THE PROBLEM: Produce the tally of lines in the material below that hold "AppEvent", without anything else.

DATA FOR ANALYSIS:
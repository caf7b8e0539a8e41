use std::sync::atomic::{AtomicBool, Ordering};
use std::sync::Arc;
use std::thread;
use std::time::Duration;

use crossterm::event::{self, Event, KeyEvent, KeyEventKind};
use tokio::sync::mpsc;
use tracing::warn;

pub enum AppEvent {
    Key(KeyEvent),
    Resize,
}

/// Polls crossterm on a plain thread and forwards events to the async loop.
pub struct EventHandler {
    rx: mpsc::UnboundedReceiver<AppEvent>,
    stop: Arc<AtomicBool>,
    thread: Option<thread::JoinHandle<()>>,
}

impl EventHandler {
    pub fn new(poll_rate: Duration) -> Self {
        let (tx, rx) = mpsc::unbounded_channel();
        let stop = Arc::new(AtomicBool::new(false));
        let thread_stop = stop.clone();

        let thread = thread::spawn(move || {
            while !thread_stop.load(Ordering::Relaxed) {
                let ready = match event::poll(poll_rate) {
                    Ok(ready) => ready,
                    Err(e) => {
                        warn!("Terminal poll failed: {}", e);
                        break;
                    }
                };
                if !ready {
                    continue;
                }
                let forwarded = match event::read() {
                    Ok(Event::Key(key)) if key.kind == KeyEventKind::Press => {
                        tx.send(AppEvent::Key(key))
                    }
                    Ok(Event::Resize(_, _)) => tx.send(AppEvent::Resize),
                    Ok(_) => Ok(()),
                    Err(e) => {
                        warn!("Terminal read failed: {}", e);
                        break;
                    }
                };
                if forwarded.is_err() {
                    break;
                }
            }
        });

        Self {
            rx,
            stop,
            thread: Some(thread),
        }
    }

    /// Next terminal event; `None` once the polling thread has stopped.
    pub async fn next(&mut self) -> Option<AppEvent> {
        self.rx.recv().await
    }
}

impl Drop for EventHandler {
    fn drop(&mut self) {
        self.stop.store(true, Ordering::Relaxed);
        if let Some(thread) = self.thread.take() {
            let _ = thread.join();
        }
    }
}

#[derive(Debug, Clone, Copy, PartialEq, Eq)]
pub enum Action {
    Quit,
    MoveUp,
    MoveDown,
    NextFocus,
    PrevFocus,
    Submit,
    DeleteBookmark,
    OpenInBrowser,
    Refresh,
    SignIn,
    SignOut,
    None,
}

RESPONSE TO THE TASK: 5